──────── Working data
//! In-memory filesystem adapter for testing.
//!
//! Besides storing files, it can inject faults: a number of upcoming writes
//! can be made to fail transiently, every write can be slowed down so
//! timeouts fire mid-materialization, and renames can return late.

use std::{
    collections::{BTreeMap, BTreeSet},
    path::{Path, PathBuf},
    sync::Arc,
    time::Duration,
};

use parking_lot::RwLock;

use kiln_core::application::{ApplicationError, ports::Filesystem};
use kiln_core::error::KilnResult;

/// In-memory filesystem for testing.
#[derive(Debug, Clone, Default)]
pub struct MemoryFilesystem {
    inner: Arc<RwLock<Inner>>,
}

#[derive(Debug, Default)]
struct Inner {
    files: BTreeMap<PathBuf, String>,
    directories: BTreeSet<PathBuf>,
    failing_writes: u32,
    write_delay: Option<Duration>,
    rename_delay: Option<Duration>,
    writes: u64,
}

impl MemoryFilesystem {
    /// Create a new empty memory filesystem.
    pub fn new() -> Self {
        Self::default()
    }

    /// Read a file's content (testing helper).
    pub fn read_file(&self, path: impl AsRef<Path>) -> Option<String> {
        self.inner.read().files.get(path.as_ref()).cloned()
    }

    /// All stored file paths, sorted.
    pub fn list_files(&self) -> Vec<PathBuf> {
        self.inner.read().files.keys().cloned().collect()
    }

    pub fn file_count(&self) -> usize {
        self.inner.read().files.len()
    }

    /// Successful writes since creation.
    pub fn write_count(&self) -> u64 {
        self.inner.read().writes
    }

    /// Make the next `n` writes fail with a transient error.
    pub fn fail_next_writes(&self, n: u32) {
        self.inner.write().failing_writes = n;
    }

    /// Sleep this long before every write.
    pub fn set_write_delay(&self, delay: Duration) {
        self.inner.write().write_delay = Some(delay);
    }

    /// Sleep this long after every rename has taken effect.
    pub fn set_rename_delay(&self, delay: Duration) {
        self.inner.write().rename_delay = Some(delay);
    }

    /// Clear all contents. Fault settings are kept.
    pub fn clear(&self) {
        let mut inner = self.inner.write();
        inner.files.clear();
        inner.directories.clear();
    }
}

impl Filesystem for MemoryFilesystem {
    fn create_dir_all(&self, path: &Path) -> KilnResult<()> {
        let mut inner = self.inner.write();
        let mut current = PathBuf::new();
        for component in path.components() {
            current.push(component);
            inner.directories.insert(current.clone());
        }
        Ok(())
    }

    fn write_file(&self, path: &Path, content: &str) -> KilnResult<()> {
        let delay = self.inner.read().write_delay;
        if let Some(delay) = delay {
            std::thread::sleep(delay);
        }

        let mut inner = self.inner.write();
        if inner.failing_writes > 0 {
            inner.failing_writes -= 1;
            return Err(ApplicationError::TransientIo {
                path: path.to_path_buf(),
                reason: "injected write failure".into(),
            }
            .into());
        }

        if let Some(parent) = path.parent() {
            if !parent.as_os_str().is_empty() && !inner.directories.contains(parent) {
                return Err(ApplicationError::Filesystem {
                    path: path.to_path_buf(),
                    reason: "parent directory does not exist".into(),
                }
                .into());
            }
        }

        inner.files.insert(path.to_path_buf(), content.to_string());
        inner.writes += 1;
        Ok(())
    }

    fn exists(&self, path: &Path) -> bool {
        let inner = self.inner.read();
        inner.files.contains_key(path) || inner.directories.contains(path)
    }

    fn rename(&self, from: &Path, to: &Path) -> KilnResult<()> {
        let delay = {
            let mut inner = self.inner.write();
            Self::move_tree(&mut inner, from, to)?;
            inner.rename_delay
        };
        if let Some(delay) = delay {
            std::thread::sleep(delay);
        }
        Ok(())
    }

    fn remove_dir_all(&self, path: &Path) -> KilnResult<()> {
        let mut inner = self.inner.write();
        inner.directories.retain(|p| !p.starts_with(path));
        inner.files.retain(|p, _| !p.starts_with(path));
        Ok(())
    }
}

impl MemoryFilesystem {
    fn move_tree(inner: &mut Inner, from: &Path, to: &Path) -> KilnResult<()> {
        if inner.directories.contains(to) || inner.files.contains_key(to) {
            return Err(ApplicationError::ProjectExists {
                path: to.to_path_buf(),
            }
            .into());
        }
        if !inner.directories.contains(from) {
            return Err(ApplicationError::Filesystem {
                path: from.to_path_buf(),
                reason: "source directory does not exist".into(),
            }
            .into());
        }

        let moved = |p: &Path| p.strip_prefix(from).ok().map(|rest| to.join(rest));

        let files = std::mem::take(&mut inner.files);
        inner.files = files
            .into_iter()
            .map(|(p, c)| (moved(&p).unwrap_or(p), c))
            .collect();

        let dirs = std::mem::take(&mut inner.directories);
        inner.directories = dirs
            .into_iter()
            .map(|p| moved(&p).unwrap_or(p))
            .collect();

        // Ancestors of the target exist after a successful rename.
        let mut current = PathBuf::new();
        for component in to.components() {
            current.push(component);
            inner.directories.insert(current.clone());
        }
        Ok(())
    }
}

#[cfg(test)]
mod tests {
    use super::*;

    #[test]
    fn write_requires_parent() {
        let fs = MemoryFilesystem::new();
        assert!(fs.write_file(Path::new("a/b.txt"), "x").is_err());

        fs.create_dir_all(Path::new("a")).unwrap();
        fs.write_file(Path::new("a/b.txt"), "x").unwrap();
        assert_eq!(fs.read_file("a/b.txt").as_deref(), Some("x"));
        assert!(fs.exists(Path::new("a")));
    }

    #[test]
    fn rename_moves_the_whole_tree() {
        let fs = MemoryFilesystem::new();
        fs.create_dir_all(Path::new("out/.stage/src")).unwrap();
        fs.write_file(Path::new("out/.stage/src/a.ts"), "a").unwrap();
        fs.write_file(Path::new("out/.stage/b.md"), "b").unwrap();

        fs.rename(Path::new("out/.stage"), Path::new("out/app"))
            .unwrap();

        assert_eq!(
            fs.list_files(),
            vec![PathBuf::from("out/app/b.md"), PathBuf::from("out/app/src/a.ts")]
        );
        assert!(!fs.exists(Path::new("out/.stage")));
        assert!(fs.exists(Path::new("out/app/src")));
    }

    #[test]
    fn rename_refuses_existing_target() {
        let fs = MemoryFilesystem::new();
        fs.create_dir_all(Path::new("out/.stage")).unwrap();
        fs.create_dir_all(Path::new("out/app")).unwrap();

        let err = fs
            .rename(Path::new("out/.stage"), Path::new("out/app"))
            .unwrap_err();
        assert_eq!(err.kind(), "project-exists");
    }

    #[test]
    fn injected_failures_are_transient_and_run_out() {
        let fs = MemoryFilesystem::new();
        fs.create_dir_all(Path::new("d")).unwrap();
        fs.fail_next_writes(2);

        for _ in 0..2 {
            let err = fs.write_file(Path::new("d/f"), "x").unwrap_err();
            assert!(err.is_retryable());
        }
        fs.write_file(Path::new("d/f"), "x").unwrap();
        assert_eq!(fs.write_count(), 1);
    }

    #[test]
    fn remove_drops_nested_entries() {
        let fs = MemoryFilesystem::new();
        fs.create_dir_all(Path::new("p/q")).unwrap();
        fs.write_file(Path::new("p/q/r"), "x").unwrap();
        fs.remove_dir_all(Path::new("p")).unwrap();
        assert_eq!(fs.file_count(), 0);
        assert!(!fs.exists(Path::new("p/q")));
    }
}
────────────────
──────── Working data
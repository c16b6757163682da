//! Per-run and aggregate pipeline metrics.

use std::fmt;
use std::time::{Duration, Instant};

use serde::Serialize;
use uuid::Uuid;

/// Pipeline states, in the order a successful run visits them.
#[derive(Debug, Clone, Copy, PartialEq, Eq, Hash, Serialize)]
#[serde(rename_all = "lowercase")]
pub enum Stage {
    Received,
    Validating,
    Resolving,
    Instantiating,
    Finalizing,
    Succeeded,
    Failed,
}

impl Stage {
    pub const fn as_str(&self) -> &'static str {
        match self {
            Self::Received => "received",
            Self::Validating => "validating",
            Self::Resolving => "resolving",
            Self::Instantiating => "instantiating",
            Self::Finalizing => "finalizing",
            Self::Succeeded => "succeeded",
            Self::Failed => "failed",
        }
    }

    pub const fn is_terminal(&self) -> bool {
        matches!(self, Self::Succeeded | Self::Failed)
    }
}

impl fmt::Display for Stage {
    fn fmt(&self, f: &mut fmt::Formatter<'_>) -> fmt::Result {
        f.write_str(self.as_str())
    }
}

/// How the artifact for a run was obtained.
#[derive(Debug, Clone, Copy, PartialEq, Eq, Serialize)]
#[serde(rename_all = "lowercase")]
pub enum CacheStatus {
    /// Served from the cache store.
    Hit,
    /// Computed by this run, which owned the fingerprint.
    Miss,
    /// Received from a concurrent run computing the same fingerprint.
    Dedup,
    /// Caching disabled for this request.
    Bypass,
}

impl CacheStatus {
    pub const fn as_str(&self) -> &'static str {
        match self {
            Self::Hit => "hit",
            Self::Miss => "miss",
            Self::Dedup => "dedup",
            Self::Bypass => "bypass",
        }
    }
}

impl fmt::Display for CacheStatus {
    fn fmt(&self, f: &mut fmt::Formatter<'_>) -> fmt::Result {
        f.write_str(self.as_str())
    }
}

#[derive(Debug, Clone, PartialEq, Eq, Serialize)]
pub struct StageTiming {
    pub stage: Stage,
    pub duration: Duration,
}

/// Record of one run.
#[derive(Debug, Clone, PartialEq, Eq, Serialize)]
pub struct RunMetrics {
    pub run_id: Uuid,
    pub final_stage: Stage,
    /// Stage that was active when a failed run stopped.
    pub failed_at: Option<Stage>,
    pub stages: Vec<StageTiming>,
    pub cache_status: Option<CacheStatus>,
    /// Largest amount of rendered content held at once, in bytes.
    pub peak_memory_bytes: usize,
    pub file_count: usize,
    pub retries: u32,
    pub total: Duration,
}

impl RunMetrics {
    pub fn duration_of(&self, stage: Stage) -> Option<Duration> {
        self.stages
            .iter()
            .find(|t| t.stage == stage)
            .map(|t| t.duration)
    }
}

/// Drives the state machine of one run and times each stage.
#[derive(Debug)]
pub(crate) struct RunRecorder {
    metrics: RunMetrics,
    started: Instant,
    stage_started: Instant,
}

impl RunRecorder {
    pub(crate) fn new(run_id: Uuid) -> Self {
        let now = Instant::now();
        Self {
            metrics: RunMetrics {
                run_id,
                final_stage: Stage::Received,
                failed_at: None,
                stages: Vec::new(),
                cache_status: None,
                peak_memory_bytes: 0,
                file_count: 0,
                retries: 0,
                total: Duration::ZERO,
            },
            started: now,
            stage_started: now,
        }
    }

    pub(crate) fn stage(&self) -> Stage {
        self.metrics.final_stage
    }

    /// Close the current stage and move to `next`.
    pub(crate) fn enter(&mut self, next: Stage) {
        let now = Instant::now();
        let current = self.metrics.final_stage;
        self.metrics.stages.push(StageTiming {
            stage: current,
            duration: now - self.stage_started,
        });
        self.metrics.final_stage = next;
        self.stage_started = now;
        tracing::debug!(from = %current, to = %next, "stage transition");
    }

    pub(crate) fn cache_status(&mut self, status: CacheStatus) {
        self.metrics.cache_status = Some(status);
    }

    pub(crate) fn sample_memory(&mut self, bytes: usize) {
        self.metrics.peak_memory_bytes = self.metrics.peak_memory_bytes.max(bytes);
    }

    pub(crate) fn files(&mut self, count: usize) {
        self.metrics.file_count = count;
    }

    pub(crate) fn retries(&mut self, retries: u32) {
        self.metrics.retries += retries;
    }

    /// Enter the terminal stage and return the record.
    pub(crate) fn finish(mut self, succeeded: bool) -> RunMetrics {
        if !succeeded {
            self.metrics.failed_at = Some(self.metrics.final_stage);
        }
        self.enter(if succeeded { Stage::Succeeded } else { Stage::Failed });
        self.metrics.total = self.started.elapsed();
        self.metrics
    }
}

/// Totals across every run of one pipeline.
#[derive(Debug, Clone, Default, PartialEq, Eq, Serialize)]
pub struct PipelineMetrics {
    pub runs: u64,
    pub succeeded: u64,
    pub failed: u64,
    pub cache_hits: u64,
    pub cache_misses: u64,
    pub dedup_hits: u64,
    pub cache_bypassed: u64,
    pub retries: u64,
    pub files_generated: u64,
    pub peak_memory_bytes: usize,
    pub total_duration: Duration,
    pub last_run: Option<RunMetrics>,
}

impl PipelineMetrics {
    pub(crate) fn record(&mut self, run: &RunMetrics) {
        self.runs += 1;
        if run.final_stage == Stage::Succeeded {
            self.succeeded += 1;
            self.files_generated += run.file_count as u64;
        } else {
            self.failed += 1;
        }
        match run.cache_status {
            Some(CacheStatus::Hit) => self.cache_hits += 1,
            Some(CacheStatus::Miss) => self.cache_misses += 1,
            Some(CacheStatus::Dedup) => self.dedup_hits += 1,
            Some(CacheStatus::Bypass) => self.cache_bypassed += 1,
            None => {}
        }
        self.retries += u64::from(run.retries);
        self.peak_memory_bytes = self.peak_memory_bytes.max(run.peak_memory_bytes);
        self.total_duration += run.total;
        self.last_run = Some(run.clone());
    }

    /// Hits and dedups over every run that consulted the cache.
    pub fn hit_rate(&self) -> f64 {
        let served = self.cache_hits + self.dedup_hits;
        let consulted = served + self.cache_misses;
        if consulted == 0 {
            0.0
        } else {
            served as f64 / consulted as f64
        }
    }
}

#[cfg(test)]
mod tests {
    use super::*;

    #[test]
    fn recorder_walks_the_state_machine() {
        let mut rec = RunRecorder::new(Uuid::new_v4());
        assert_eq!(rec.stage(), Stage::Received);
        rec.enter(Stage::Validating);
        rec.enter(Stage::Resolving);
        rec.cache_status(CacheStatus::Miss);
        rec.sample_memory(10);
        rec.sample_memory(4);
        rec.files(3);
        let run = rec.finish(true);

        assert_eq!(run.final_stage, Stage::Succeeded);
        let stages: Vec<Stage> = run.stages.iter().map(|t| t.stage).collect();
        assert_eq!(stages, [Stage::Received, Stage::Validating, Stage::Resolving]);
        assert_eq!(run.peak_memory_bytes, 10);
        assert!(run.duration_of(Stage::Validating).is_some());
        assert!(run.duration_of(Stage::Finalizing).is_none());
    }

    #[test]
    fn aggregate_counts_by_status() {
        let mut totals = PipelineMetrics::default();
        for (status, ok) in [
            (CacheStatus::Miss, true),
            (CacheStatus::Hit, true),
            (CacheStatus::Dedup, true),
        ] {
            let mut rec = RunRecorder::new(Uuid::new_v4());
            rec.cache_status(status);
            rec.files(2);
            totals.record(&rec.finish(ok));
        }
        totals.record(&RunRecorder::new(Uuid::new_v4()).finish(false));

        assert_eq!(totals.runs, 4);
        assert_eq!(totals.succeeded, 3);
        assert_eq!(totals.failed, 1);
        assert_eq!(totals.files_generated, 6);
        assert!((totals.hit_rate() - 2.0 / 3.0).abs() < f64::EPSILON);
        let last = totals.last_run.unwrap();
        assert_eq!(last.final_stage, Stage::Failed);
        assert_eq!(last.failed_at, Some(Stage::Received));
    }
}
────────────────
──────── Working data
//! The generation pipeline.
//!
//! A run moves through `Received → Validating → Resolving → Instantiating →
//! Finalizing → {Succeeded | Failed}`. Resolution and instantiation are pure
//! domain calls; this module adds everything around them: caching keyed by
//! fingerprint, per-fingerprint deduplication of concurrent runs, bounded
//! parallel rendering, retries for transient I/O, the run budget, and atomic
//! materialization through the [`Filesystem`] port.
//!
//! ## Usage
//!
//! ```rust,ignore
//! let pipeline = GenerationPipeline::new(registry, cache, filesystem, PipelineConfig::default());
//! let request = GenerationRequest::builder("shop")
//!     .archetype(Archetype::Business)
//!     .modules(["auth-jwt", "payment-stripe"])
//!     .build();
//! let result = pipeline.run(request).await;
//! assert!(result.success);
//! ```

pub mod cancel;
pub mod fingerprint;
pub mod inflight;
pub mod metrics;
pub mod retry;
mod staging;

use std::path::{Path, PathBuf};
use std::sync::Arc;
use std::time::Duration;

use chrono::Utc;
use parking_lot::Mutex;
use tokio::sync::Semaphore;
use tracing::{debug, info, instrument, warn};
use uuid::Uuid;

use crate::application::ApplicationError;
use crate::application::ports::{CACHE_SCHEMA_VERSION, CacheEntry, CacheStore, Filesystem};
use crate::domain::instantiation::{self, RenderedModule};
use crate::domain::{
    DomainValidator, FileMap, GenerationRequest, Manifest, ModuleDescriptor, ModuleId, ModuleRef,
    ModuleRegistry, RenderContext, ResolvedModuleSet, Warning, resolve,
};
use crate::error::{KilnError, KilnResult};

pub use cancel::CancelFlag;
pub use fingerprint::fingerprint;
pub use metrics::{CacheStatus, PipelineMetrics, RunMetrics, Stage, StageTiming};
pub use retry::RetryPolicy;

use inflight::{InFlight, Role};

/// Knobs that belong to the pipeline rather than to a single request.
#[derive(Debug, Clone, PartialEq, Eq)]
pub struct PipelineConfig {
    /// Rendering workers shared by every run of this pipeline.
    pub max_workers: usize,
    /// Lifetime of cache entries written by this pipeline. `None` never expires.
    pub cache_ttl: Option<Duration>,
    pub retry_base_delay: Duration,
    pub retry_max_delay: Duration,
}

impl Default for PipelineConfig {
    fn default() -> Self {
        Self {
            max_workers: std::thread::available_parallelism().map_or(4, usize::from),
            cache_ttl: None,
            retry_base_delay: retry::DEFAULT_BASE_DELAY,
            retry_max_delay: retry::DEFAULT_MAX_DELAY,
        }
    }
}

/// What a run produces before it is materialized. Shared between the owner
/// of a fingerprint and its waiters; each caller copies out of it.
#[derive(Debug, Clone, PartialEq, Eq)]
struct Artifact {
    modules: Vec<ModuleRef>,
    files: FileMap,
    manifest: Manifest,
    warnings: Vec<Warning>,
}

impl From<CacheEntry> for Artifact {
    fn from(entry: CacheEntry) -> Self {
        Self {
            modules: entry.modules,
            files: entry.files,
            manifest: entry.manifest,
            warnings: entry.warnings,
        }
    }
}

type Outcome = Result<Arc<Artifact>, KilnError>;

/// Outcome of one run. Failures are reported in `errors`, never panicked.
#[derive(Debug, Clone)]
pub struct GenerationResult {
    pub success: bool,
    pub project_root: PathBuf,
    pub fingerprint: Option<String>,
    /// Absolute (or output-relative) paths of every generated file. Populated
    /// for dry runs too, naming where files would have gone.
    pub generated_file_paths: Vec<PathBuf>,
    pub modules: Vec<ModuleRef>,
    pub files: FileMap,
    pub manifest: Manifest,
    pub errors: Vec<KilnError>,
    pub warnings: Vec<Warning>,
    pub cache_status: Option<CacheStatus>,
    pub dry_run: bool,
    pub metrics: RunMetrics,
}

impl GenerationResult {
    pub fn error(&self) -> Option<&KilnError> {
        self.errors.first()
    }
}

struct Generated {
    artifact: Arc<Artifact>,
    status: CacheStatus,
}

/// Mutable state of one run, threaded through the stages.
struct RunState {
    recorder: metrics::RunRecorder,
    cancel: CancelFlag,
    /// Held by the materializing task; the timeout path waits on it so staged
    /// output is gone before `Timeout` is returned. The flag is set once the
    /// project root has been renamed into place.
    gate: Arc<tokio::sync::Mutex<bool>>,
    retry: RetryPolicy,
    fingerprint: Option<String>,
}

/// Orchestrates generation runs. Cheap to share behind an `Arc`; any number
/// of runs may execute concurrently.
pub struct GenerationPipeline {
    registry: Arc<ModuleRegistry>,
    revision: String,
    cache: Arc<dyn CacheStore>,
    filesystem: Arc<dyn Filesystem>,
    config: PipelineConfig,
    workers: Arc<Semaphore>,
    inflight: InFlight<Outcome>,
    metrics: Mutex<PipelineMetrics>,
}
────────────────
What the task requires:
Your answer must be the lines above from the one containing "inner.files.insert(path.to_path_buf(), content.to_string());" to the one containing "inner.files.retain(|p, _| !p.starts_with(path));", both included, restated word for word.

Result of this exercise:
        inner.files.insert(path.to_path_buf(), content.to_string());
        inner.writes += 1;
        Ok(())
    }

    fn exists(&self, path: &Path) -> bool {
        let inner = self.inner.read();
        inner.files.contains_key(path) || inner.directories.contains(path)
    }

    fn rename(&self, from: &Path, to: &Path) -> KilnResult<()> {
        let delay = {
            let mut inner = self.inner.write();
            Self::move_tree(&mut inner, from, to)?;
            inner.rename_delay
        };
        if let Some(delay) = delay {
            std::thread::sleep(delay);
        }
        Ok(())
    }

    fn remove_dir_all(&self, path: &Path) -> KilnResult<()> {
        let mut inner = self.inner.write();
        inner.directories.retain(|p| !p.starts_with(path));
        inner.files.retain(|p, _| !p.starts_with(path));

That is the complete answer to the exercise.